Superfund Bill Would Promote Lawsuits, Delay Cleanups

August 5, 1999

Superfund reauthorization legislation scheduled to be voted on today by the House Transportation and Public Works Committee undercuts Superfund’s popular “polluter pays” system and the federal safety net for nonfederal cleanups, according to the Environmental Defense Fund (EDF). The bill is a revised version of H.R. 1300, initially introduced by Subcommittee Chairman Sherwood Boehlert (R-NY) and others earlier this year.

“The time for comprehensive Superfund reauthorization has come and gone,” said Karen Florini, an EDF senior attorney. “What’s needed now is narrow, targeted legislation that focuses on areas that all stakeholders ? environmentalists, businesses, the Administration, and other governmental entities ? agree warrant attention, namely brownfields, perhaps along with carefully tailored provisions to protect small parties from abuses of the Superfund liability system.”

“Unfortunately, the 178-page revised bill goes much further. It has a number of troubling provisions that will result in more lawsuits,” said Florini. “It changes key liability provisions, which will prompt new lawsuits about issues that have been resolved through 20 years of laborious litigation since Superfund’s initial enactment. It allows many parties who own Superfund sites to avoid any share in the cost of cleaning their own property, even if they bought the property with knowledge of the contamination. The bill also contains a number of other new liability loopholes, some of which are highly vulnerable to abuse while others set disturbing precedents.”

“In addition, H.R. 1300 blocks the federal government ? as well as citizens and local governments ? from using Superfund authorities where a site that was supposedly cleaned up under a state program still may present an imminent and substantial endangerment,” said Florini. “This is a completely inappropriate erosion of the federal safety net, one that allows federalism to trump public health. If a site still poses this kind of risk even after the cleanup is supposedly done, Superfund should be able to respond.”

“The bill also dramatically ramps down funding for cleanups after 2003, even though it’s far too early to determine how much funding needs will decline over time ? especially because non-permanent remedies will have to be revisited,” said Florini.

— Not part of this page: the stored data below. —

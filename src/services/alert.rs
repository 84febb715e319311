//! Consecutive-failure alerting
//!
//! A target is alerting once its most recent terminal attempts are failures,
//! `ALERT_THRESHOLD` or more in a row. Cancelled attempts neither extend nor
//! break a streak; any completion resets it.

use crate::error::Result;
use crate::repositories::{AttemptRepository, TargetRepository};

/// Consecutive failures at which a target starts alerting
pub const ALERT_THRESHOLD: i64 = 2;

/// One alerting target
#[derive(Debug, Clone, PartialEq, Eq)]
pub struct TargetAlert {
    pub target_id: String,
    pub target_name: String,
    pub consecutive_failures: i64,
}

/// Aggregates failure streaks across targets
#[derive(Clone, Debug)]
pub struct AlertService {
    targets: TargetRepository,
    attempts: AttemptRepository,
}

impl AlertService {
    pub fn new(targets: TargetRepository, attempts: AttemptRepository) -> Self {
        Self { targets, attempts }
    }

    /// Current failure streak for one target
    pub async fn consecutive_failure_count(&self, target_id: &str) -> Result<i64> {
        self.attempts.consecutive_failures(target_id).await
    }

    /// Enabled targets at or above the alert threshold
    pub async fn alerting_targets(&self) -> Result<Vec<TargetAlert>> {
        let mut alerts = Vec::new();

        for target in self.targets.list_enabled().await? {
            let streak = self.attempts.consecutive_failures(&target.id).await?;
            if streak >= ALERT_THRESHOLD {
                alerts.push(TargetAlert {
                    target_id: target.id,
                    target_name: target.name,
                    consecutive_failures: streak,
                });
            }
        }

        Ok(alerts)
    }
}

#[cfg(test)]
mod tests {
    use super::*;
    use crate::db::Database;
    use crate::models::{
        BackupAttempt, Credentials, Engine, FailureKind, RetentionPolicy, Target, Tier,
        TriggerSource,
    };
    use crate::repositories::PolicyRepository;
    use std::sync::Arc;

    struct Fixture {
        attempts: AttemptRepository,
        targets: TargetRepository,
        alerts: AlertService,
        policy_id: String,
    }

    async fn setup() -> Fixture {
        let db = Arc::new(Database::in_memory().await.unwrap());
        db.init_schema().await.unwrap();
        let targets = TargetRepository::new(db.clone());
        let policies = PolicyRepository::new(db.clone());
        let attempts = AttemptRepository::new(db);

        let policy = RetentionPolicy::standard("default");
        policies.save(&policy).await.unwrap();

        let alerts = AlertService::new(targets.clone(), attempts.clone());
        Fixture {
            attempts,
            targets,
            alerts,
            policy_id: policy.id,
        }
    }

    async fn seed_target(fixture: &Fixture, name: &str) -> Target {
        let target = Target::new(
            name,
            format!("{}_db", name),
            Engine::Postgres,
            Credentials {
                host: "localhost".to_string(),
                port: 5432,
                username: "backup".to_string(),
                password: "secret".to_string(),
            },
            &fixture.policy_id,
        );
        fixture.targets.save_target(&target).await.unwrap();
        target
    }

    async fn record_failure(fixture: &Fixture, target_id: &str, created_at: i64) {
        let mut attempt = BackupAttempt::new(
            target_id,
            Tier::Daily,
            Engine::Postgres,
            TriggerSource::Scheduled,
        );
        attempt.created_at = created_at;
        assert!(fixture.attempts.insert_pending(&attempt).await.unwrap());
        assert!(fixture
            .attempts
            .mark_failed(&attempt.id, created_at + 1, FailureKind::Connection, "down")
            .await
            .unwrap());
    }

    async fn record_success(fixture: &Fixture, target_id: &str, created_at: i64) {
        let mut attempt = BackupAttempt::new(
            target_id,
            Tier::Daily,
            Engine::Postgres,
            TriggerSource::Scheduled,
        );
        attempt.created_at = created_at;
        assert!(fixture.attempts.insert_pending(&attempt).await.unwrap());
        assert!(fixture
            .attempts
            .mark_in_progress(&attempt.id, created_at + 1)
            .await
            .unwrap());
        assert!(fixture
            .attempts
            .mark_completed(&attempt.id, created_at + 2, "key", 1, "sum")
            .await
            .unwrap());
    }

    #[tokio::test]
    async fn test_alerting_targets_honors_threshold() {
        let fixture = setup().await;
        let noisy = seed_target(&fixture, "noisy").await;
        let quiet = seed_target(&fixture, "quiet").await;
        let flapping = seed_target(&fixture, "flapping").await;

        record_failure(&fixture, &noisy.id, 1_000).await;
        record_failure(&fixture, &noisy.id, 2_000).await;

        record_success(&fixture, &quiet.id, 1_000).await;

        // One failure only, below the threshold.
        record_failure(&fixture, &flapping.id, 1_000).await;

        let alerts = fixture.alerts.alerting_targets().await.unwrap();
        assert_eq!(alerts.len(), 1);
        assert_eq!(alerts[0].target_id, noisy.id);
        assert_eq!(alerts[0].consecutive_failures, 2);
    }

    #[tokio::test]
    async fn test_success_resets_streak() {
        let fixture = setup().await;
        let target = seed_target(&fixture, "recovering").await;

        record_failure(&fixture, &target.id, 1_000).await;
        record_failure(&fixture, &target.id, 2_000).await;
        assert_eq!(
            fixture
                .alerts
                .consecutive_failure_count(&target.id)
                .await
                .unwrap(),
            2
        );

        record_success(&fixture, &target.id, 3_000).await;
        assert_eq!(
            fixture
                .alerts
                .consecutive_failure_count(&target.id)
                .await
                .unwrap(),
            0
        );
        assert!(fixture.alerts.alerting_targets().await.unwrap().is_empty());
    }
}
//! Database management and schema initialization
//!
//! Provides the SQLite connection pool and the embedded schema for targets,
//! owners, policies, the attempt history, and the durable job queue.

use crate::error::{BackhaulError, Result};
use sqlx::sqlite::{SqlitePool, SqlitePoolOptions};
use std::path::Path;
use std::sync::Arc;
use tracing::{debug, info};

/// Type alias for the database connection pool
pub type DatabasePool = SqlitePool;

/// Embedded schema, applied idempotently at startup
const SCHEMA: &[&str] = &[
    "CREATE TABLE IF NOT EXISTS owners (
        id                TEXT PRIMARY KEY,
        name              TEXT NOT NULL,
        credentials_json  TEXT NOT NULL,
        default_policy_id TEXT,
        created_at        INTEGER NOT NULL
    )",
    "CREATE TABLE IF NOT EXISTS targets (
        id                    TEXT PRIMARY KEY,
        name                  TEXT NOT NULL,
        database_name         TEXT NOT NULL,
        engine                TEXT NOT NULL,
        owner_id              TEXT,
        enabled               INTEGER NOT NULL DEFAULT 1,
        use_owner_credentials INTEGER NOT NULL DEFAULT 0,
        credentials_json      TEXT,
        use_owner_policy      INTEGER NOT NULL DEFAULT 0,
        policy_id             TEXT,
        created_at            INTEGER NOT NULL
    )",
    "CREATE TABLE IF NOT EXISTS policies (
        id         TEXT PRIMARY KEY,
        name       TEXT NOT NULL,
        tiers_json TEXT NOT NULL,
        created_at INTEGER NOT NULL
    )",
    "CREATE TABLE IF NOT EXISTS attempts (
        id                TEXT PRIMARY KEY,
        target_id         TEXT NOT NULL,
        tier              TEXT NOT NULL,
        status            TEXT NOT NULL,
        trigger_source    TEXT NOT NULL,
        engine            TEXT NOT NULL,
        created_at        INTEGER NOT NULL,
        started_at        INTEGER,
        completed_at      INTEGER,
        artifact_key      TEXT,
        artifact_size     INTEGER,
        artifact_checksum TEXT,
        error_kind        TEXT,
        error_message     TEXT,
        sort_key          TEXT NOT NULL
    )",
    "CREATE UNIQUE INDEX IF NOT EXISTS idx_attempts_sort_key ON attempts (sort_key)",
    "CREATE INDEX IF NOT EXISTS idx_attempts_target_tier_status
        ON attempts (target_id, tier, status)",
    "CREATE TABLE IF NOT EXISTS jobs (
        id               INTEGER PRIMARY KEY AUTOINCREMENT,
        attempt_id       TEXT NOT NULL,
        target_id        TEXT NOT NULL,
        tier             TEXT NOT NULL,
        trigger_source   TEXT NOT NULL,
        enqueued_at      INTEGER NOT NULL,
        available_at     INTEGER NOT NULL,
        lease_expires_at INTEGER,
        delivery_count   INTEGER NOT NULL DEFAULT 0,
        acked            INTEGER NOT NULL DEFAULT 0
    )",
    "CREATE INDEX IF NOT EXISTS idx_jobs_pending ON jobs (acked, available_at)",
];

/// Database connection wrapper
#[derive(Clone, Debug)]
pub struct Database {
    pub(crate) pool: Arc<DatabasePool>,
}

impl Database {
    /// Create a new database connection
    pub async fn new<P: AsRef<Path>>(database_path: P) -> Result<Self> {
        Self::with_max_connections(database_path, 5).await
    }

    /// Create a new database connection with custom pool size
    pub async fn with_max_connections<P: AsRef<Path>>(
        database_path: P,
        max_connections: u32,
    ) -> Result<Self> {
        let path = database_path.as_ref();
        let path_str = path
            .to_str()
            .ok_or_else(|| BackhaulError::Database("Invalid database path".to_string()))?;

        // Ensure parent directory exists
        if let Some(parent) = path.parent() {
            if !parent.exists() {
                std::fs::create_dir_all(parent).map_err(|e| {
                    BackhaulError::Database(format!("Failed to create database directory: {}", e))
                })?;
            }
        }

        let database_url = format!("sqlite:{}?mode=rwc", path_str);
        debug!(url = %database_url, "Connecting to database");

        let pool = SqlitePoolOptions::new()
            .max_connections(max_connections)
            .connect(&database_url)
            .await
            .map_err(|e| {
                BackhaulError::Database(format!("Failed to connect to database: {}", e))
            })?;

        info!(path = %path.display(), "Database connection established");

        Ok(Self {
            pool: Arc::new(pool),
        })
    }

    /// Open an in-memory database (used by tests and the one-shot CLI modes)
    pub async fn in_memory() -> Result<Self> {
        let pool = SqlitePoolOptions::new()
            .max_connections(5)
            .connect("sqlite::memory:")
            .await
            .map_err(|e| {
                BackhaulError::Database(format!("Failed to open in-memory database: {}", e))
            })?;

        Ok(Self {
            pool: Arc::new(pool),
        })
    }

    /// Get a reference to the connection pool
    pub fn pool(&self) -> &DatabasePool {
        &self.pool
    }

    /// Apply the embedded schema
    pub async fn init_schema(&self) -> Result<()> {
        info!("Initializing database schema");

        for statement in SCHEMA {
            sqlx::query(statement)
                .execute(self.pool.as_ref())
                .await
                .map_err(|e| {
                    BackhaulError::Database(format!("Schema initialization failed: {}", e))
                })?;
        }

        info!("Database schema initialized");
        Ok(())
    }

    /// Perform a health check by running a simple query
    pub async fn health_check(&self) -> Result<()> {
        sqlx::query("SELECT 1")
            .execute(self.pool.as_ref())
            .await
            .map_err(|e| BackhaulError::Database(format!("Health check failed: {}", e)))?;

        Ok(())
    }

    /// Close the database connection
    pub async fn close(&self) {
        self.pool.close().await;
        info!("Database connection closed");
    }

    /// Initialize the database file with the embedded schema
    pub async fn initialize<P: AsRef<Path>>(database_path: P) -> Result<Self> {
        let db = Self::new(database_path).await?;
        db.init_schema().await?;
        Ok(db)
    }
}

“The bill suffers from several sins of omission as well,” said Florini. “Perhaps most conspicuously, it doesn’t reinstate the polluter-pays taxes, even though it shifts significant costs from polluters to the Superfund program. In addition, the bill does little to enhance public Right to Know, and nothing to strengthen environmental justice considerations in the cleanup program. Nor does it assure that cleanups will protect children or other vulnerable populations.”